But the words were gone, in a swirling whirlwind, because in that moment her body was disassembling into millions of tiny particles, atoms, quarks, and it was traveling through a funnel towards another time period. ………

Part 2
Re-materialising was unpleasant. There’s no other way to put it.

Hundreds of hours of training. Thousands of real-time warps, some of them across vast distances and durations. Rational thought. Mental preparation. Will. None of it really did much to take the edge off the sensation of having your body smashed to its component parts and swapped with identical ones somewhere, and somewhen, else.
Though it was supposed to be instantaneous – at least to to the five pitifully dull human senses – operatives often spoke about an almost imperceptible moment as they came out of a warp, a moment that passed in a fraction of a heartbeat. A brief, excruciating instant where the consciousness was present, but the body was not. They called it the Void, and it was terrifying.

Ophelia came around screaming, certain she could feel every tiny layer of skin being drawn to her bones like filings to a magnet. Someone put a hand over mouth, another on her back and lowered her gently to the floor. Her memory kicked in, then her hearing. Someone was speaking, softly, reassuringly.

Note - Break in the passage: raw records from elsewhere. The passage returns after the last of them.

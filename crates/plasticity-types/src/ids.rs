//! Type-safe identifier wrappers around [`Uuid`].
//!
//! Every record the control loop touches has a strongly-typed ID so an
//! agent ID can never be passed where a relationship ID is expected. All
//! IDs use UUID v7 (time-ordered), which keeps store iteration roughly in
//! creation order.

use serde::{Deserialize, Serialize};
use uuid::Uuid;

/// Generates a newtype wrapper around [`Uuid`] with standard derives.
macro_rules! define_id {
    (
        $(#[$meta:meta])*
        $name:ident
    ) => {
        $(#[$meta])*
        #[derive(Debug, Clone, Copy, PartialEq, Eq, PartialOrd, Ord, Hash, Serialize, Deserialize)]
        #[serde(transparent)]
        pub struct $name(pub Uuid);

        impl $name {
            /// Create a new identifier using UUID v7 (time-ordered).
            pub fn new() -> Self {
                Self(Uuid::now_v7())
            }

            /// Return the inner [`Uuid`] value.
            pub const fn into_inner(self) -> Uuid {
                self.0
            }
        }

        impl Default for $name {
            fn default() -> Self {
                Self::new()
            }
        }

        impl core::fmt::Display for $name {
            fn fmt(&self, f: &mut core::fmt::Formatter<'_>) -> core::fmt::Result {
                write!(f, "{}", self.0)
            }
        }

        impl From<Uuid> for $name {
            fn from(id: Uuid) -> Self {
                Self(id)
            }
        }

        impl From<$name> for Uuid {
            fn from(id: $name) -> Self {
                id.0
            }
        }
    };
}

define_id! {
    /// Unique identifier for an agent in the population.
    AgentId
}

define_id! {
    /// Unique identifier for a relationship edge between two agents.
    RelationshipId
}

define_id! {
    /// Unique identifier for a published lifecycle event.
    EventId
}
//! Error types for the data layer.
//!
//! [`StoreError`] covers both invariant violations the store rejects and
//! transient backend failures. [`MetricError`] covers the metric source.
//! The control loop treats either as a per-agent failure: logged, skipped.

use plasticity_types::{AgentId, RelationshipId, RelationshipType};
use rust_decimal::Decimal;

/// Errors that can occur in the agent store.
#[derive(Debug, Clone, PartialEq, Eq, thiserror::Error)]
pub enum StoreError {
    /// No agent with this ID exists.
    #[error("agent not found: {0}")]
    AgentNotFound(AgentId),

    /// The agent exists but has been destroyed and can no longer change.
    #[error("agent {0} is destroyed")]
    AgentDestroyed(AgentId),

    /// An agent with this ID is already stored.
    #[error("duplicate agent: {0}")]
    DuplicateAgent(AgentId),

    /// A score outside `0..=100` was written.
    #[error("invalid score for agent {agent_id}: {score}")]
    InvalidScore {
        /// The agent being updated.
        agent_id: AgentId,
        /// The rejected score.
        score: Decimal,
    },

    /// The pair already has a relationship of this type.
    #[error("duplicate {relationship_type} relationship between {a} and {b}")]
    DuplicateRelationship {
        /// One endpoint.
        a: AgentId,
        /// The other endpoint.
        b: AgentId,
        /// The relationship type that already exists for the pair.
        relationship_type: RelationshipType,
    },

    /// A relationship would connect an agent to itself.
    #[error("agent {0} cannot be related to itself")]
    SelfRelationship(AgentId),

    /// No relationship with this ID exists.
    #[error("relationship not found: {0}")]
    RelationshipNotFound(RelationshipId),

    /// Only collaboration strengths can be adapted.
    #[error("relationship {id} is {relationship_type} and cannot be modified")]
    ImmutableRelationship {
        /// The relationship being updated.
        id: RelationshipId,
        /// Its type.
        relationship_type: RelationshipType,
    },

    /// A strength outside `0..=1` was written.
    #[error("invalid strength {0} (must be within 0..=1)")]
    InvalidStrength(Decimal),

    /// The backend could not serve the request.
    #[error("store unavailable: {0}")]
    Unavailable(String),
}

/// Errors that can occur in the metric source.
#[derive(Debug, Clone, PartialEq, Eq, thiserror::Error)]
pub enum MetricError {
    /// The backend could not serve the request.
    #[error("metric source unavailable: {0}")]
    Unavailable(String),
}
//! The agent store port.
//!
//! The store is the only mutable shared state of the control loop. It
//! owns the invariants on agents and relationships; callers rely on it to
//! reject a write that would break them rather than checking first.

use std::future::Future;

use chrono::{DateTime, Utc};
use plasticity_types::{Agent, AgentId, Relationship, RelationshipId, RelationshipType};
use rust_decimal::Decimal;

use crate::error::StoreError;

/// CRUD over agents and relationships with logical-delete semantics.
///
/// Implementations must uphold:
///
/// - `destroyed_at`, once set, is never cleared, and a destroyed agent
///   accepts no further mutation.
/// - At most one relationship of a given type per unordered agent pair.
/// - Only collaboration strengths change after creation, and stay within
///   `0..=1`.
pub trait AgentStore: Send + Sync {
    /// Agents with no destruction timestamp, in creation order.
    fn active_agents(&self) -> impl Future<Output = Result<Vec<Agent>, StoreError>> + Send;

    /// Every agent ever stored, destroyed ones included, in creation order.
    fn all_agents(&self) -> impl Future<Output = Result<Vec<Agent>, StoreError>> + Send;

    /// Look up one agent, active or destroyed.
    fn get_agent(&self, id: AgentId) -> impl Future<Output = Result<Agent, StoreError>> + Send;

    /// Store a new agent.
    fn insert_agent(&self, agent: Agent) -> impl Future<Output = Result<(), StoreError>> + Send;

    /// Write a new performance score. Returns the updated record.
    fn update_performance(
        &self,
        id: AgentId,
        score: Decimal,
    ) -> impl Future<Output = Result<Agent, StoreError>> + Send;

    /// Write a new computational allocation.
    fn update_computational(
        &self,
        id: AgentId,
        computational: u32,
    ) -> impl Future<Output = Result<(), StoreError>> + Send;

    /// Logically delete an agent. Returns the destroyed record.
    fn mark_destroyed(
        &self,
        id: AgentId,
        at: DateTime<Utc>,
    ) -> impl Future<Output = Result<Agent, StoreError>> + Send;

    /// Every relationship of the given type, in creation order.
    fn relationships(
        &self,
        relationship_type: RelationshipType,
    ) -> impl Future<Output = Result<Vec<Relationship>, StoreError>> + Send;

    /// Store a new relationship between two active agents.
    fn insert_relationship(
        &self,
        relationship: Relationship,
    ) -> impl Future<Output = Result<(), StoreError>> + Send;

    /// Write a new collaboration strength.
    fn update_strength(
        &self,
        id: RelationshipId,
        strength: Decimal,
        at: DateTime<Utc>,
    ) -> impl Future<Output = Result<(), StoreError>> + Send;
}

“Phe. Phe, I’m sorry, there’s so little time. It’s OK, Phe. It’s OK.” A hand on her forehead. “I had to pull you. I’m sorry. No time.” It was Isaac, the warp tech. His pale, boyish features were shot through with guilt or concern or both. Ophelia focused and let him guide her back to her feet, doing most of the work as his slight frame struggled to support hers. She calmed as recognition of her surroundings flooded over her. The two of them now stood in a debriefing chamber under the clinical glare of three perfectly spaced strips of LED’s. The chambers were designed to be identical, from the dimensions and the furniture down to the shade of high-gloss grey that covered the walls, ceilings and doors. There were hundreds of them scattered across six continents, hidden in office buildings and disused railway stations and specialist bunkers. She could’ve been anywhere in the world.

“Zac, what’s going on?” Ophelia asked, scanning Zac’s face for clues. “I haven’t made the drop. The target’s still out there somewhere – I didn’t finish the job.”

Now she’d a chance to look at him properly, she could see Zac was haggard. Tiredness dragged at his cheeks and brow, and his usually alert and inquisitive eyes were watery and ringed with black. His once-white shirt and coat were stained with old sweat.

“There’s not much time to explain, Phe,” said Zac, busying around her. “I’m setting you up to go back straight away.” He pulled the watch from her wrist and replaced it with another, identical one. “Things have changed. Bad changed.” He met Ophelia’s gaze and held it, and it took a moment for her to realise he was holding out a hand for the envelope. The one she’d been clasping all this time. She handed it over.

“What do you mean, changed?” Henry had hinted at that, too. What had he meant? Had he known she was going to be here, now?

“Zac, Henry was back there. I was talking to him when you pulled me.”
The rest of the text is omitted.